• [Stored data entries]
↓
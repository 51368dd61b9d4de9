//! Configuration
//!
//! Hyper-parameters are grouped by the component that consumes them:
//!
//! - [`ModelConfig`]: architecture (width, depth, heads, context window)
//! - [`TrainConfig`]: optimization and evaluation schedule
//! - [`GenerationConfig`]: sampling controls
//!
//! [`RunConfig`] bundles all three for the command-line tool. It can come
//! from a named preset or a JSON file, and the CLI overrides individual
//! fields on top.
//!
//! Validation happens before anything is allocated: [`crate::Gpt::new`]
//! refuses a [`ModelConfig`] that fails [`ModelConfig::validate`].

use crate::error::{ModelError, Result};
use crate::layers::Activation;
use serde::{Deserialize, Serialize};
use std::fmt;
use std::path::Path;
use std::str::FromStr;

/// Architecture hyper-parameters.
///
/// # Parameter Count
///
/// ```text
/// embeddings ≈ (vocab_size + context_length) × n_embd
/// per_layer  ≈ 12 × n_embd²   (attention + feed-forward)
/// head       ≈ n_embd × vocab_size
/// ```
#[derive(Clone, Debug, PartialEq, Serialize, Deserialize)]
pub struct ModelConfig {
    /// Number of distinct tokens. Filled in from the vocabulary when loading a corpus.
    #[serde(default)]
    pub vocab_size: usize,
    /// Maximum attended history; also the size of the position table.
    pub context_length: usize,
    /// Representation width.
    pub n_embd: usize,
    /// Attention heads per block. Must divide `n_embd`.
    pub n_head: usize,
    /// Number of transformer blocks.
    pub n_layer: usize,
    /// Dropout probability, applied in training mode only.
    pub dropout: f32,
    /// Feed-forward nonlinearity.
    #[serde(default)]
    pub activation: Activation,
}

impl ModelConfig {
    /// Small model for quick experiments (~200K parameters with a 65-symbol vocabulary).
    pub fn tiny(vocab_size: usize) -> Self {
        Self {
            vocab_size,
            context_length: 32,
            n_embd: 64,
            n_head: 4,
            n_layer: 4,
            dropout: 0.0,
            activation: Activation::Relu,
        }
    }

    /// The reference character-level Shakespeare model (~10.8M parameters).
    pub fn shakespeare(vocab_size: usize) -> Self {
        Self {
            vocab_size,
            context_length: 256,
            n_embd: 384,
            n_head: 6,
            n_layer: 6,
            dropout: 0.2,
            activation: Activation::Relu,
        }
    }

    /// Width of each attention head.
    pub fn head_size(&self) -> usize {
        self.n_embd / self.n_head
    }

    /// Check that the configuration describes a constructible model.
    pub fn validate(&self) -> Result<()> {
        let positive = [
            ("vocab_size", self.vocab_size),
            ("context_length", self.context_length),
            ("n_embd", self.n_embd),
            ("n_head", self.n_head),
            ("n_layer", self.n_layer),
        ];
        for (name, value) in positive {
            if value == 0 {
                return Err(ModelError::Config(format!("{name} must be positive")));
            }
        }
        if self.n_embd % self.n_head != 0 {
            return Err(ModelError::Config(format!(
                "n_head ({}) must divide n_embd ({})",
                self.n_head, self.n_embd
            )));
        }
        if !(0.0..1.0).contains(&self.dropout) {
            return Err(ModelError::Config(format!(
                "dropout must lie in [0, 1), got {}",
                self.dropout
            )));
        }
        Ok(())
    }
}

/// What a training step does when the loss or gradients are not finite.
///
/// In both cases the parameters and optimizer state are left untouched.
#[derive(Clone, Copy, Debug, Default, PartialEq, Eq, Serialize, Deserialize)]
#[serde(rename_all = "lowercase")]
pub enum NonFinitePolicy {
    /// Fail the step with [`ModelError::NonFinite`].
    #[default]
    Abort,
    /// Report the step as skipped and continue.
    Skip,
}

impl FromStr for NonFinitePolicy {
    type Err = ModelError;

    fn from_str(s: &str) -> Result<Self> {
        match s {
            "abort" => Ok(NonFinitePolicy::Abort),
            "skip" => Ok(NonFinitePolicy::Skip),
            other => Err(ModelError::Config(format!(
                "unknown non-finite policy '{other}' (expected 'abort' or 'skip')"
            ))),
        }
    }
}

/// Compute target. Carried through configuration but never interpreted by the model.
#[derive(Clone, Copy, Debug, Default, PartialEq, Eq, Serialize, Deserialize)]
#[serde(rename_all = "lowercase")]
pub enum Device {
    #[default]
    Cpu,
}

impl FromStr for Device {
    type Err = ModelError;

    fn from_str(s: &str) -> Result<Self> {
        match s {
            "cpu" => Ok(Device::Cpu),
            other => Err(ModelError::Config(format!(
                "unsupported device '{other}' (only 'cpu' is available)"
            ))),
        }
    }
}

impl fmt::Display for Device {
    fn fmt(&self, f: &mut fmt::Formatter<'_>) -> fmt::Result {
        match self {
            Device::Cpu => write!(f, "cpu"),
        }
    }
}

/// Optimization and evaluation schedule.
#[derive(Clone, Debug, PartialEq, Serialize, Deserialize)]
pub struct TrainConfig {
    /// Sequences per training step.
    pub batch_size: usize,
    /// AdamW learning rate (constant).
    pub learning_rate: f32,
    /// Number of training steps.
    pub max_iters: usize,
    /// Estimate train/val loss every N steps.
    pub eval_interval: usize,
    /// Batches averaged per loss estimate.
    pub eval_iters: usize,
    /// Decoupled weight decay for 2-D weight matrices.
    pub weight_decay: f32,
    /// Clip the global gradient norm to this value, if set.
    #[serde(default)]
    pub grad_clip: Option<f32>,
    /// Behavior on non-finite loss or gradients.
    #[serde(default)]
    pub non_finite: NonFinitePolicy,
    /// Fraction of tokens held out for validation.
    pub val_fraction: f32,
    /// Seed for initialization, batch sampling and dropout.
    pub seed: u64,
    /// Compute target.
    #[serde(default)]
    pub device: Device,
}

impl Default for TrainConfig {
    fn default() -> Self {
        Self {
            batch_size: 64,
            learning_rate: 3e-4,
            max_iters: 5000,
            eval_interval: 500,
            eval_iters: 200,
            weight_decay: 0.01,
            grad_clip: None,
            non_finite: NonFinitePolicy::Abort,
            val_fraction: 0.1,
            seed: 1337,
            device: Device::Cpu,
        }
    }
}

impl TrainConfig {
    /// Schedule matching [`ModelConfig::tiny`].
    pub fn tiny() -> Self {
        Self {
            batch_size: 16,
            learning_rate: 1e-3,
            max_iters: 5000,
            eval_interval: 100,
            eval_iters: 200,
            ..Self::default()
        }
    }

    /// Check ranges of every field.
    pub fn validate(&self) -> Result<()> {
        if self.batch_size == 0 {
            return Err(ModelError::Config("batch_size must be positive".into()));
        }
        if !(self.learning_rate.is_finite() && self.learning_rate > 0.0) {
            return Err(ModelError::Config(format!(
                "learning_rate must be a positive number, got {}",
                self.learning_rate
            )));
        }
        if self.eval_interval == 0 || self.eval_iters == 0 {
            return Err(ModelError::Config(
                "eval_interval and eval_iters must be positive".into(),
            ));
        }
        if !(self.weight_decay.is_finite() && self.weight_decay >= 0.0) {
            return Err(ModelError::Config(format!(
                "weight_decay must be non-negative, got {}",
                self.weight_decay
            )));
        }
        if let Some(clip) = self.grad_clip {
            if !(clip.is_finite() && clip > 0.0) {
                return Err(ModelError::Config(format!(
                    "grad_clip must be positive, got {clip}"
                )));
            }
        }
        if !(self.val_fraction > 0.0 && self.val_fraction < 1.0) {
            return Err(ModelError::Config(format!(
                "val_fraction must lie in (0, 1), got {}",
                self.val_fraction
            )));
        }
        Ok(())
    }
}

/// Sampling controls for the generation loop.
#[derive(Clone, Debug, PartialEq, Serialize, Deserialize)]
pub struct GenerationConfig {
    /// Number of tokens to append to the seed.
    pub max_new_tokens: usize,
    /// Logits are divided by this before softmax. Must be positive.
    pub temperature: f32,
    /// Seed for the sampling generator.
    pub seed: u64,
}

impl Default for GenerationConfig {
    fn default() -> Self {
        Self {
            max_new_tokens: 500,
            temperature: 1.0,
            seed: 1337,
        }
    }
}

impl GenerationConfig {
    /// Check that the temperature is usable.
    pub fn validate(&self) -> Result<()> {
        validate_temperature(self.temperature)
    }
}

pub(crate) fn validate_temperature(temperature: f32) -> Result<()> {
    if temperature.is_finite() && temperature > 0.0 {
        Ok(())
    } else {
        Err(ModelError::Config(format!(
            "temperature must be a positive number, got {temperature}"
        )))
    }
}

/// Complete configuration of a training run.
#[derive(Clone, Debug, PartialEq, Serialize, Deserialize)]
pub struct RunConfig {
    pub model: ModelConfig,
    pub train: TrainConfig,
    #[serde(default)]
    pub generation: GenerationConfig,
}

/// Names accepted by [`RunConfig::preset`].
pub const PRESETS: &[(&str, &str)] = &[
    ("tiny", "4 layers, 64 wide, 32-token context; trains in minutes"),
    ("shakespeare", "6 layers, 384 wide, 256-token context; the reference run"),
];

impl RunConfig {
    /// Look up a named preset. `vocab_size` is left at zero until a corpus is loaded.
    pub fn preset(name: &str) -> Result<Self> {
        match name {
            "tiny" => Ok(Self {
                model: ModelConfig::tiny(0),
                train: TrainConfig::tiny(),
                generation: GenerationConfig::default(),
            }),
            "shakespeare" => Ok(Self {
                model: ModelConfig::shakespeare(0),
                train: TrainConfig::default(),
                generation: GenerationConfig::default(),
            }),
            other => Err(ModelError::Config(format!(
                "unknown preset '{other}' (available: {})",
                PRESETS
                    .iter()
                    .map(|(n, _)| *n)
                    .collect::<Vec<_>>()
                    .join(", ")
            ))),
        }
    }

    /// Read a run configuration from a JSON file.
    pub fn from_json_file(path: impl AsRef<Path>) -> Result<Self> {
        let text = std::fs::read_to_string(path)?;
        Ok(serde_json::from_str(&text)?)
    }

    /// Validate every section. The model's `vocab_size` must already be set.
    pub fn validate(&self) -> Result<()> {
        self.model.validate()?;
        self.train.validate()?;
        self.generation.validate()
    }
}
//! Layer Normalization
//!
//! Normalizes each row of a `[rows, n_embd]` activation to zero mean and unit
//! variance, then applies a learnable scale (gamma) and shift (beta).
//!
//! ## Forward Pass
//!
//! ```text
//! mean   = sum(x) / N
//! var    = sum((x - mean)²) / N
//! x_norm = (x - mean) / √(var + ε)
//! y      = γ * x_norm + β
//! ```
//!
//! ## Backward Pass
//!
//! ```text
//! grad_γ      = sum_rows(grad_y * x_norm)
//! grad_β      = sum_rows(grad_y)
//! grad_x_norm = grad_y * γ
//! grad_x      = (grad_x_norm - mean(grad_x_norm) - x_norm * mean(grad_x_norm * x_norm)) / √(var + ε)
//! ```
//!
//! The two mean terms carry the dependence of every output on the row's mean
//! and variance.

use super::ParamMut;
use crate::tensor::Tensor;

pub const LAYER_NORM_EPS: f32 = 1e-5;

#[derive(Clone, Debug)]
pub struct LayerNorm {
    /// Scale `[n_embd]`, initialized to ones
    pub gamma: Tensor,
    /// Shift `[n_embd]`, initialized to zeros
    pub beta: Tensor,
    pub eps: f32,
}

impl LayerNorm {
    pub fn new(n_embd: usize) -> Self {
        Self {
            gamma: Tensor::full(vec![n_embd], 1.0),
            beta: Tensor::zeros(vec![n_embd]),
            eps: LAYER_NORM_EPS,
        }
    }

    pub fn forward(&self, x: &Tensor) -> (Tensor, LayerNormCache) {
        let rows = x.rows();
        let n = x.cols();
        let mut x_norm = Tensor::zeros(x.shape.clone());
        let mut y = Tensor::zeros(x.shape.clone());
        let mut std = Vec::with_capacity(rows);

        for i in 0..rows {
            let row = x.row(i);
            let mean = row.iter().sum::<f32>() / n as f32;
            let var = row.iter().map(|v| (v - mean) * (v - mean)).sum::<f32>() / n as f32;
            let s = (var + self.eps).sqrt();
            std.push(s);

            let norm_row = x_norm.row_mut(i);
            for (o, v) in norm_row.iter_mut().zip(row) {
                *o = (v - mean) / s;
            }
            let y_row = y.row_mut(i);
            for j in 0..n {
                y_row[j] = self.gamma.data[j] * x_norm.data[i * n + j] + self.beta.data[j];
            }
        }

        (y, LayerNormCache { x_norm, std })
    }

    pub fn backward(&self, grad_out: &Tensor, cache: &LayerNormCache) -> LayerNormGradients {
        let rows = grad_out.rows();
        let n = grad_out.cols();

        let mut grad_gamma = vec![0.0; n];
        let mut grad_beta = vec![0.0; n];
        let mut grad_x = Tensor::zeros(grad_out.shape.clone());

        for i in 0..rows {
            let g_row = grad_out.row(i);
            let xn_row = cache.x_norm.row(i);

            for j in 0..n {
                grad_gamma[j] += g_row[j] * xn_row[j];
                grad_beta[j] += g_row[j];
            }

            let gxn: Vec<f32> = g_row
                .iter()
                .zip(&self.gamma.data)
                .map(|(g, gamma)| g * gamma)
                .collect();
            let mean_gxn = gxn.iter().sum::<f32>() / n as f32;
            let mean_gxn_xn = gxn.iter().zip(xn_row).map(|(g, x)| g * x).sum::<f32>() / n as f32;

            let s = cache.std[i];
            for (j, out) in grad_x.row_mut(i).iter_mut().enumerate() {
                *out = (gxn[j] - mean_gxn - xn_row[j] * mean_gxn_xn) / s;
            }
        }

        LayerNormGradients {
            gamma: Tensor::new(grad_gamma, vec![n]),
            beta: Tensor::new(grad_beta, vec![n]),
            x: grad_x,
        }
    }

    pub fn params(&self) -> Vec<&Tensor> {
        vec![&self.gamma, &self.beta]
    }

    pub fn params_mut(&mut self) -> Vec<ParamMut<'_>> {
        vec![
            ParamMut::no_decay(&mut self.gamma),
            ParamMut::no_decay(&mut self.beta),
        ]
    }
}

pub struct LayerNormCache {
    pub x_norm: Tensor,
    /// `√(var + ε)` per row
    pub std: Vec<f32>,
}

pub struct LayerNormGradients {
    pub gamma: Tensor,
    pub beta: Tensor,
    pub x: Tensor,
}

impl LayerNormGradients {
    pub fn tensors(&self) -> Vec<&Tensor> {
        vec![&self.gamma, &self.beta]
    }

    pub fn tensors_mut(&mut self) -> Vec<&mut Tensor> {
        vec![&mut self.gamma, &mut self.beta]
    }
}

#[cfg(test)]
mod tests {
    use super::*;

    #[test]
    fn test_rows_are_normalized() {
        let ln = LayerNorm::new(4);
        let x = Tensor::new(vec![1.0, 2.0, 3.0, 4.0, -5.0, 0.0, 5.0, 10.0], vec![2, 4]);
        let (y, _) = ln.forward(&x);
        for i in 0..2 {
            let row = y.row(i);
            let mean = row.iter().sum::<f32>() / 4.0;
            let var = row.iter().map(|v| (v - mean).powi(2)).sum::<f32>() / 4.0;
            assert!(mean.abs() < 1e-5);
            assert!((var - 1.0).abs() < 1e-3);
        }
    }

    #[test]
    fn test_input_gradient_matches_finite_difference() {
        let mut ln = LayerNorm::new(3);
        ln.gamma = Tensor::new(vec![0.5, 1.5, -1.0], vec![3]);
        ln.beta = Tensor::new(vec![0.1, 0.0, 0.2], vec![3]);
        let x = Tensor::new(vec![0.3, -1.2, 2.0], vec![1, 3]);
        // Loss = sum(y * w) for a fixed w
        let w = [1.0f32, -2.0, 0.5];
        let loss = |x: &Tensor| -> f32 {
            let (y, _) = ln.forward(x);
            y.data.iter().zip(&w).map(|(a, b)| a * b).sum()
        };

        let (_, cache) = ln.forward(&x);
        let grads = ln.backward(&Tensor::new(w.to_vec(), vec![1, 3]), &cache);

        let h = 1e-2;
        for j in 0..3 {
            let mut plus = x.clone();
            plus.data[j] += h;
            let mut minus = x.clone();
            minus.data[j] -= h;
            let numeric = (loss(&plus) - loss(&minus)) / (2.0 * h);
            assert!(
                (numeric - grads.x.data[j]).abs() < 1e-2,
                "dx[{j}]: {numeric} vs {}",
                grads.x.data[j]
            );
        }
    }

    #[test]
    fn test_parameter_gradients_sum_over_rows() {
        let ln = LayerNorm::new(2);
        let x = Tensor::new(vec![1.0, 3.0, 2.0, 0.0], vec![2, 2]);
        let (_, cache) = ln.forward(&x);
        let grads = ln.backward(&Tensor::full(vec![2, 2], 1.0), &cache);
        assert_eq!(grads.beta.data, vec![2.0, 2.0]);
        // x_norm rows are [-1, 1] and [1, -1]
        assert!(grads.gamma.data.iter().all(|g| g.abs() < 1e-3));
    }
}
↑
• [PROBLEM STATEMENT]
If a line of the data contains "steps", copy it out.

• [TASK RESPONSE]
    /// Number of training steps.
    /// Estimate train/val loss every N steps.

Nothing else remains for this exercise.